__YOUR INSTRUCTIONS__
Each line from the start of the data below through the one containing "to the floor." must be reproduced exactly.

__DATASET RECORDS__
__________

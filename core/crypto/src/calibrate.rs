//! Cost calibration for password-based key derivation.
//!
//! The iteration count is drawn at random from a range whose width is the
//! wall-clock time of a fixed CPU-bound workload, so faster hosts tend to
//! get smaller counts and slower hosts larger ones.
//!
//! # Security
//! The generator used here is seeded from the clock and the workload
//! timing. It is not a cryptographic source and is only ever used to pick
//! the cost factor. Salts and IVs come from a
//! [`RandomSource`](crate::random::RandomSource).

use std::hint::black_box;
use std::time::{Instant, SystemTime, UNIX_EPOCH};

use rand::rngs::StdRng;
use rand::{Rng, SeedableRng};
use serde::{Deserialize, Serialize};
use tracing::debug;

use crate::kdf::MIN_ITERATIONS;

/// Parameters for iteration-count calibration.
#[derive(Debug, Clone, PartialEq, Eq, Serialize, Deserialize)]
pub struct CalibrationParams {
    /// Number of rounds in the timed workload.
    pub workload_rounds: u32,
    /// Lower bound applied to every drawn count.
    pub min_iterations: u32,
    /// Optional upper bound on the drawn count.
    pub max_iterations: Option<u32>,
}

impl CalibrationParams {
    /// Uncapped calibration with the standard workload.
    pub fn standard() -> Self {
        Self {
            workload_rounds: 130_000,
            min_iterations: MIN_ITERATIONS,
            max_iterations: None,
        }
    }

    /// Standard calibration with the result capped at `max_iterations`.
    ///
    /// A cap below the floor is raised to the floor.
    pub fn bounded(max_iterations: u32) -> Self {
        Self {
            max_iterations: Some(max_iterations.max(MIN_ITERATIONS)),
            ..Self::standard()
        }
    }
}

impl Default for CalibrationParams {
    fn default() -> Self {
        Self::standard()
    }
}

/// Supplies the iteration count used when sealing.
pub trait IterationSource: Send + Sync {
    /// Produce an iteration count for one `seal` call.
    fn iterations(&self) -> u32;
}

/// Benchmark-driven iteration source.
#[derive(Debug, Clone, Default)]
pub struct Calibrator {
    params: CalibrationParams,
}

impl Calibrator {
    /// Create a calibrator with the given parameters.
    pub fn new(params: CalibrationParams) -> Self {
        Self { params }
    }

    /// Get the calibration parameters.
    pub fn params(&self) -> &CalibrationParams {
        &self.params
    }

    /// Run the workload and draw an iteration count.
    ///
    /// # Postconditions
    /// - Result is at least `min_iterations`
    /// - Result is at most `max_iterations` when a cap is set
    pub fn calibrate(&self) -> u32 {
        let elapsed = workload(self.params.workload_rounds);
        let seed = unix_nanos().wrapping_add(elapsed);
        let iterations = pick_iterations(elapsed, seed, &self.params);

        debug!(elapsed_ns = elapsed, iterations, "Calibrated key derivation cost");
        iterations
    }
}

impl IterationSource for Calibrator {
    fn iterations(&self) -> u32 {
        self.calibrate()
    }
}

/// Iteration source that always returns the same count.
#[derive(Debug, Clone, Copy, PartialEq, Eq)]
pub struct FixedIterations(u32);

impl FixedIterations {
    /// Create a fixed source. Counts below the floor are raised to it.
    pub fn new(iterations: u32) -> Self {
        Self(iterations.max(MIN_ITERATIONS))
    }
}

impl IterationSource for FixedIterations {
    fn iterations(&self) -> u32 {
        self.0
    }
}

/// Time `rounds` doublings and return the elapsed nanoseconds.
pub fn workload(rounds: u32) -> u64 {
    let start = Instant::now();
    let mut sum: i64 = 1;
    for _ in 0..rounds {
        sum = black_box(sum).wrapping_mul(2);
    }
    black_box(sum);
    u64::try_from(start.elapsed().as_nanos()).unwrap_or(u64::MAX)
}

/// Draw a count uniformly from `[0, elapsed]` and apply the bounds.
pub fn pick_iterations(elapsed: u64, seed: u64, params: &CalibrationParams) -> u32 {
    let mut rng = StdRng::seed_from_u64(seed);
    let drawn = rng.gen_range(0..=elapsed);

    let floor = u64::from(params.min_iterations.max(MIN_ITERATIONS));
    let mut iterations = drawn.max(floor);
    if let Some(max) = params.max_iterations {
        iterations = iterations.min(u64::from(max).max(floor));
    }
    u32::try_from(iterations).unwrap_or(u32::MAX)
}

fn unix_nanos() -> u64 {
    SystemTime::now()
        .duration_since(UNIX_EPOCH)
        .map(|d| u64::try_from(d.as_nanos()).unwrap_or(u64::MAX))
        .unwrap_or(0)
}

__________

__TASK ANSWER__
filename core/crypto/src/calibrate.rs
//! Cost calibration for password-based key derivation.
//!
//! The iteration count is drawn at random from a range whose width is the
//! wall-clock time of a fixed CPU-bound workload, so faster hosts tend to
//! get smaller counts and slower hosts larger ones.
//!
//! # Security
//! The generator used here is seeded from the clock and the workload
//! timing. It is not a cryptographic source and is only ever used to pick
//! the cost factor. Salts and IVs come from a
//! [`RandomSource`](crate::random::RandomSource).

use std::hint::black_box;
use std::time::{Instant, SystemTime, UNIX_EPOCH};

use rand::rngs::StdRng;
use rand::{Rng, SeedableRng};
use serde::{Deserialize, Serialize};
use tracing::debug;

use crate::kdf::MIN_ITERATIONS;

/// Parameters for iteration-count calibration.
#[derive(Debug, Clone, PartialEq, Eq, Serialize, Deserialize)]
pub struct CalibrationParams {
    /// Number of rounds in the timed workload.
    pub workload_rounds: u32,
    /// Lower bound applied to every drawn count.
    pub min_iterations: u32,
    /// Optional upper bound on the drawn count.
    pub max_iterations: Option<u32>,
}

impl CalibrationParams {
    /// Uncapped calibration with the standard workload.
    pub fn standard() -> Self {
        Self {
            workload_rounds: 130_000,
            min_iterations: MIN_ITERATIONS,
            max_iterations: None,
        }
    }

    /// Standard calibration with the result capped at `max_iterations`.
    ///
    /// A cap below the floor is raised to the floor.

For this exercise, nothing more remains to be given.